THE NAMES (July 16, 1992)

A letter from my parents miraculously arrived this morning. In spite of the embargo sanctioned by the United Nations, which works effectively in the other direction—judging from the fact that my letters, which I continue writing and sending to my parents once a week, as I have done since my departure from home, do not go through—the letter from so-called Yugoslavia arrived in only five days. A large part of the letter is dedicated to my mother’s experiences with my birth and early days in postwar Zagreb. Most of her recollections, prompted by Dorian’s birth, I have heard many times, but the detail has always escaped me. Put bluntly, I have heard all this, but I have never listened. She writes about the famous Dr.

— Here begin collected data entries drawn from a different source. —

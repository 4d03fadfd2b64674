//! Analytics module for smokesense
//!
//! Pure functions over slices of [`SmokeLog`](crate::types::SmokeLog):
//! - Daily series, hourly histogram and weekly trend
//! - Mood / activity / location breakdowns
//! - Savings and time projections
//! - Health-recovery milestones
//! - Archetype classification
//! - Dashboard, stats and insights views
//!
//! Every function takes the reference time explicitly, so results depend
//! only on their inputs. None of them fail: thin data yields a sentinel
//! value and out-of-range inputs are clamped.

pub mod archetype;
pub mod breakdown;
pub mod budget;
pub mod bucketing;
pub mod dashboard;
pub mod insights;
pub mod projection;
pub mod recovery;
pub mod snapshot;
pub mod stats;

pub use archetype::{classify, Archetype, Classification};
pub use breakdown::{
    breakdown, BreakdownSet, CategoryCount, CategoryValue, Dimension, MIN_EVENTS_FOR_INSIGHTS,
};
pub use budget::{days_within_budget, BudgetStatus};
pub use bucketing::{
    all_time_series, daily_series, hourly_histogram, weekly_trend, DailyBucket, DailySeries,
    HourlyHistogram, TrendDirection, WeeklyTrend, WEEK_DAYS,
};
pub use dashboard::DashboardStats;
pub use insights::{InsightReport, Insights, Tip, TipKind};
pub use projection::{
    project, project_with, projection_baseline, reward_equivalents, Projection, Reward,
    SpendSummary,
};
pub use recovery::{
    current_milestone, elapsed_minutes, milestone_states, Milestone, MilestoneState,
    RecoveryStatus, RecoveryTracker, MILESTONES,
};
pub use snapshot::AnalyticsSnapshot;
pub use stats::StatsReport;
//! Daily budget evaluation.

use serde::Serialize;

use super::bucketing::DailySeries;

/// Share of the budget at which the counter starts warning.
const NEAR_THRESHOLD: f64 = 0.8;

/// Today's count measured against the daily budget.
#[derive(Debug, Clone, Copy, PartialEq, Serialize)]
#[serde(tag = "state", rename_all = "snake_case")]
pub enum BudgetStatus {
    /// No budget configured
    Unset,
    Under { remaining: u32, fill_percent: f64 },
    /// At least 80% of the budget used
    Near { remaining: u32, fill_percent: f64 },
    At,
    Over { by: u32 },
}

impl BudgetStatus {
    /// Classify `count` against `budget`. A budget of zero is treated as unset.
    pub fn evaluate(count: u32, budget: Option<u32>) -> Self {
        let Some(budget) = budget.filter(|&b| b > 0) else {
            return BudgetStatus::Unset;
        };

        if count > budget {
            return BudgetStatus::Over { by: count - budget };
        }
        if count == budget {
            return BudgetStatus::At;
        }

        let remaining = budget - count;
        let fill_percent = count as f64 / budget as f64 * 100.0;
        if count as f64 >= budget as f64 * NEAR_THRESHOLD {
            BudgetStatus::Near {
                remaining,
                fill_percent,
            }
        } else {
            BudgetStatus::Under {
                remaining,
                fill_percent,
            }
        }
    }

    /// How full the budget bar is, capped at 100.
    pub fn fill_percent(&self) -> f64 {
        match self {
            BudgetStatus::Unset => 0.0,
            BudgetStatus::Under { fill_percent, .. } | BudgetStatus::Near { fill_percent, .. } => {
                fill_percent.min(100.0)
            }
            BudgetStatus::At | BudgetStatus::Over { .. } => 100.0,
        }
    }

    pub fn is_over(&self) -> bool {
        matches!(self, BudgetStatus::Over { .. })
    }

    /// Short status line for the counter, `None` without a budget.
    pub fn message(&self) -> Option<String> {
        match self {
            BudgetStatus::Unset => None,
            BudgetStatus::Under { remaining, .. } => Some(format!("{} left today", remaining)),
            BudgetStatus::Near { remaining, .. } => {
                Some(format!("Careful, only {} left today", remaining))
            }
            BudgetStatus::At => Some("Daily budget reached".to_string()),
            BudgetStatus::Over { by } => Some(format!("{} over budget", by)),
        }
    }
}

/// Number of logged days in `series` whose count stayed within `budget`.
///
/// Days without any logs are not counted.
pub fn days_within_budget(series: &DailySeries, budget: u32) -> usize {
    series
        .buckets
        .iter()
        .filter(|bucket| bucket.count > 0 && bucket.count <= budget)
        .count()
}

Durst’s sanatorium in Klaić’s Street, close to the National Theater, where I was born; about my father’s boat, one half of which had to be sold for her to get a room in a private sanatorium; about my arrival at 1:30 in the morning on Tuesday, April 17, 1946; about the profusion of flowers in her room the next day; about the period of nine days she had to stay in Dr. Durst’s sanatorium, one day for each month of pregnancy; about Dr. Scrivanelli’s private clinic where my mother got good advice on my early growth and development; about my parents’ apartment in Martić’s Street No. 18, where I spent my first two years; about how Dr. Scrivanelli told her upon weighing me two weeks in a row that I was gaining weight perfectly normally, and how she was so happy on account of this medical judgment that she practically flew with my baby carriage over Preradović’s Square, where the clinic was located; about how I was crying incessantly for the first two or three months, and about her headaches caused by sleeplessness; about my bowed legs which ultimately straightened out, just as Dr. Scrivanelli had assured her they would. I read the letter with real interest. The names of people, streets, and squares struck a magical cord for the first time.